▶ **What the exercise asks**: Exactly the lines starting at the line containing "fn optional_field(field: Option<&str>)" and ending at the line containing "use serial_test::serial;" are to be written out from the listing below, both included.

▶ **Data extract**:
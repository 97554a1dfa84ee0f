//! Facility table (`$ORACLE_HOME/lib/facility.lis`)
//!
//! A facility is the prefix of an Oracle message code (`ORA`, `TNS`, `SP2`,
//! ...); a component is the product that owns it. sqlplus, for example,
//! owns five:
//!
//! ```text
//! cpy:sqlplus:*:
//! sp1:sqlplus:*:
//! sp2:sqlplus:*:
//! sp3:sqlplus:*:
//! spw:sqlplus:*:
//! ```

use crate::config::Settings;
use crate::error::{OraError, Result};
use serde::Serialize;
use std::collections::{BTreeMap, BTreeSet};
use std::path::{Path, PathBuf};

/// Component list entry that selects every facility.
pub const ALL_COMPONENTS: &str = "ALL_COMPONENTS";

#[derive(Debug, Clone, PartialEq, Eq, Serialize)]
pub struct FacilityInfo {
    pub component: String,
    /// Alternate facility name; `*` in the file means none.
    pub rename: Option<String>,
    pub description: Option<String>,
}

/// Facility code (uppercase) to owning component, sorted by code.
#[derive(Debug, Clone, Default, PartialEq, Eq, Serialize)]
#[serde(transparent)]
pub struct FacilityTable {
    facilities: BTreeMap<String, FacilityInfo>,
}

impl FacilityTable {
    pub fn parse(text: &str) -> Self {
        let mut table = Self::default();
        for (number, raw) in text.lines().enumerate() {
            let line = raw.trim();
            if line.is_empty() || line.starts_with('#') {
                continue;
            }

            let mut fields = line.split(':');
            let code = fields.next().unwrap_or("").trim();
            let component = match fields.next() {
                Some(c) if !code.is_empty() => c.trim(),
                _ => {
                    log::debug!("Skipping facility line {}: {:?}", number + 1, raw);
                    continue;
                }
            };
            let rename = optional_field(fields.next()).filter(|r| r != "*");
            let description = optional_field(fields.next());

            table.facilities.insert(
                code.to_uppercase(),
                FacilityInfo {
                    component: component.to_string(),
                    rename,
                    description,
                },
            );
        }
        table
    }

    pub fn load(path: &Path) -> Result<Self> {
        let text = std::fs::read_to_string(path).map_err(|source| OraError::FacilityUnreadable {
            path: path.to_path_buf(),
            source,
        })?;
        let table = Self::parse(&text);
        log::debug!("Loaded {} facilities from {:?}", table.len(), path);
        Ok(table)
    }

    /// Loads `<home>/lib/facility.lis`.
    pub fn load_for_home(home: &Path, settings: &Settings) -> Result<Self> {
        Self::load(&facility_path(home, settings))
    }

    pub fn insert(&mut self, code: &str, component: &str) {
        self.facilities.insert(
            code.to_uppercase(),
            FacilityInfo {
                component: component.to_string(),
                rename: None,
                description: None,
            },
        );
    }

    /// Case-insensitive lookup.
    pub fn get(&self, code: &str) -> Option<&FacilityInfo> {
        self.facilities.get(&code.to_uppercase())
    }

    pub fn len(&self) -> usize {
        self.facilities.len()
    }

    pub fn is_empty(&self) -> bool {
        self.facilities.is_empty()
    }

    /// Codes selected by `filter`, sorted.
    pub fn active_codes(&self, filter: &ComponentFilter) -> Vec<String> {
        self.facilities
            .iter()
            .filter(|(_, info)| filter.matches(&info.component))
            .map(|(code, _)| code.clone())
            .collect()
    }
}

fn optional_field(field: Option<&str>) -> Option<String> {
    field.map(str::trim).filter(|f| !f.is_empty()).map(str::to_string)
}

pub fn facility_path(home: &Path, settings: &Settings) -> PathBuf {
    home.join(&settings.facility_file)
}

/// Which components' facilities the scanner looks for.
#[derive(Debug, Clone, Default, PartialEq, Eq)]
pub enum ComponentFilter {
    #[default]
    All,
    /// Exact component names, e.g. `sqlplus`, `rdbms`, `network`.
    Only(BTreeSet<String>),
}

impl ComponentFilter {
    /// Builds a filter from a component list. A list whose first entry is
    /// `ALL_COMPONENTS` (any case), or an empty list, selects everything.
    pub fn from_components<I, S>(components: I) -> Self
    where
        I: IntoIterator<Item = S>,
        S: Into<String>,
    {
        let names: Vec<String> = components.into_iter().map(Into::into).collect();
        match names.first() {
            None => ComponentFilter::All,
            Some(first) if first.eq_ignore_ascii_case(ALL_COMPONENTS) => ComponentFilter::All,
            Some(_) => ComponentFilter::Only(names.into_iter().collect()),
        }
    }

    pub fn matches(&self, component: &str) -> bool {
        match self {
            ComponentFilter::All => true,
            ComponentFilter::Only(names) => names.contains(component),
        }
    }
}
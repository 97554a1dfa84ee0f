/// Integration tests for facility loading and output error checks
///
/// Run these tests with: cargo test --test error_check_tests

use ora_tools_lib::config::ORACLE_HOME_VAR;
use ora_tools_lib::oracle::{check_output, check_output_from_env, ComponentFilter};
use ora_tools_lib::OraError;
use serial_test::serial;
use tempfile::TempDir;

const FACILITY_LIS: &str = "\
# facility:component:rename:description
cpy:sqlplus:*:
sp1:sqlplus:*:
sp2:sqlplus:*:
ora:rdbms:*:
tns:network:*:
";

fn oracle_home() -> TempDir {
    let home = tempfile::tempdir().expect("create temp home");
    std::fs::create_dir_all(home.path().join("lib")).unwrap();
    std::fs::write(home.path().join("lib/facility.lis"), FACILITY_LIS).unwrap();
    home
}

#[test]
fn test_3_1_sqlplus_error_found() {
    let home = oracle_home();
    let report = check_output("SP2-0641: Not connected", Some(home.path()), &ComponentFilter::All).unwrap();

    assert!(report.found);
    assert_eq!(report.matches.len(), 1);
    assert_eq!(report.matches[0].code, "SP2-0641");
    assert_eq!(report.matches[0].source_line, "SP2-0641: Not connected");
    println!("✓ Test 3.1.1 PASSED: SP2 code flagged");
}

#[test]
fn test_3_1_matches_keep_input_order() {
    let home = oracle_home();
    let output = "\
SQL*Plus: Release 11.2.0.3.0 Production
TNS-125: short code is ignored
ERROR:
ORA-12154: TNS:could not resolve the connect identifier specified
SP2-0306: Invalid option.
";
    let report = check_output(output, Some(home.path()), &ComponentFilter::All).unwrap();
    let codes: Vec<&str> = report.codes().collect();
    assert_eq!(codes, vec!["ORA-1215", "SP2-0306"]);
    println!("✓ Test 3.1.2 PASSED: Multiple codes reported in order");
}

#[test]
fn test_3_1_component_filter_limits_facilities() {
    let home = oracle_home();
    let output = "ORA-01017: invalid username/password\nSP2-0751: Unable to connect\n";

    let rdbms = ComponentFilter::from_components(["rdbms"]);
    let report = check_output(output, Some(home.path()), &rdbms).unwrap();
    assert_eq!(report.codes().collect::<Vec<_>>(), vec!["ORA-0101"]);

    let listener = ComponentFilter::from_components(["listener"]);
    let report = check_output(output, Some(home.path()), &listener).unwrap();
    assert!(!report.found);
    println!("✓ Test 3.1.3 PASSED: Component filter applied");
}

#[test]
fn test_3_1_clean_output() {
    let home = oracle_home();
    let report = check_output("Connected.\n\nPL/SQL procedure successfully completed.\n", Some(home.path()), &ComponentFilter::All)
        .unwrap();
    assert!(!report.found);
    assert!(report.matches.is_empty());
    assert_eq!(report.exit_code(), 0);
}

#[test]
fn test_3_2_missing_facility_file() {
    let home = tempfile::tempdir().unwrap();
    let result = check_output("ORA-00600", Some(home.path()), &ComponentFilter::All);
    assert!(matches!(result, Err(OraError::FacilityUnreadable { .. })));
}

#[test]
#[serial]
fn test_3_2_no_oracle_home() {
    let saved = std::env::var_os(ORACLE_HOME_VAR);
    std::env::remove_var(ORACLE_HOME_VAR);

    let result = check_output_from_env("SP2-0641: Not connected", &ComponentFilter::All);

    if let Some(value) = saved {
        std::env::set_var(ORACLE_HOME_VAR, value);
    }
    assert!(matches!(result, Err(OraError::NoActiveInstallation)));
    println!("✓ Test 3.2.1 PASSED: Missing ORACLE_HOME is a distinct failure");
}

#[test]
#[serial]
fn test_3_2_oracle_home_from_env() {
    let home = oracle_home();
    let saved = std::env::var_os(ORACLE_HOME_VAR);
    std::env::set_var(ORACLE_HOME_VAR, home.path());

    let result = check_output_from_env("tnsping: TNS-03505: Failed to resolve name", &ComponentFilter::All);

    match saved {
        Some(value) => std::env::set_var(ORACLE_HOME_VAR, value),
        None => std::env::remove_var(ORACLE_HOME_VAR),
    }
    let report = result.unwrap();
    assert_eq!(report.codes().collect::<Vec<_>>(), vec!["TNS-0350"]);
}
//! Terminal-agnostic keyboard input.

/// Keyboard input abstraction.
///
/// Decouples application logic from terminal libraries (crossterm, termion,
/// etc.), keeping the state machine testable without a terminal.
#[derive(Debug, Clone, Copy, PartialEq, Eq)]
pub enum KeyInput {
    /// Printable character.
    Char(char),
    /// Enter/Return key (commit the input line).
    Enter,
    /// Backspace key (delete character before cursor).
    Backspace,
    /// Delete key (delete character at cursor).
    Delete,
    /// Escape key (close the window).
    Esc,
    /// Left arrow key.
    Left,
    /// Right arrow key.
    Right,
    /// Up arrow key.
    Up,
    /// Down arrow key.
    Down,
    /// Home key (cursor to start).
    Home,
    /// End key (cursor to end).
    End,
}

▶ **Reply to the task**:
fn optional_field(field: Option<&str>) -> Option<String> {
    field.map(str::trim).filter(|f| !f.is_empty()).map(str::to_string)
}

pub fn facility_path(home: &Path, settings: &Settings) -> PathBuf {
    home.join(&settings.facility_file)
}

/// Which components' facilities the scanner looks for.
#[derive(Debug, Clone, Default, PartialEq, Eq)]
pub enum ComponentFilter {
    #[default]
    All,
    /// Exact component names, e.g. `sqlplus`, `rdbms`, `network`.
    Only(BTreeSet<String>),
}

impl ComponentFilter {
    /// Builds a filter from a component list. A list whose first entry is
    /// `ALL_COMPONENTS` (any case), or an empty list, selects everything.
    pub fn from_components<I, S>(components: I) -> Self
    where
        I: IntoIterator<Item = S>,
        S: Into<String>,
    {
        let names: Vec<String> = components.into_iter().map(Into::into).collect();
        match names.first() {
            None => ComponentFilter::All,
            Some(first) if first.eq_ignore_ascii_case(ALL_COMPONENTS) => ComponentFilter::All,
            Some(_) => ComponentFilter::Only(names.into_iter().collect()),
        }
    }

    pub fn matches(&self, component: &str) -> bool {
        match self {
            ComponentFilter::All => true,
            ComponentFilter::Only(names) => names.contains(component),
        }
    }
}
repository 97554a1dfa84ee0f
/// Integration tests for facility loading and output error checks
///
/// Run these tests with: cargo test --test error_check_tests

use ora_tools_lib::config::ORACLE_HOME_VAR;
use ora_tools_lib::oracle::{check_output, check_output_from_env, ComponentFilter};
use ora_tools_lib::OraError;
use serial_test::serial;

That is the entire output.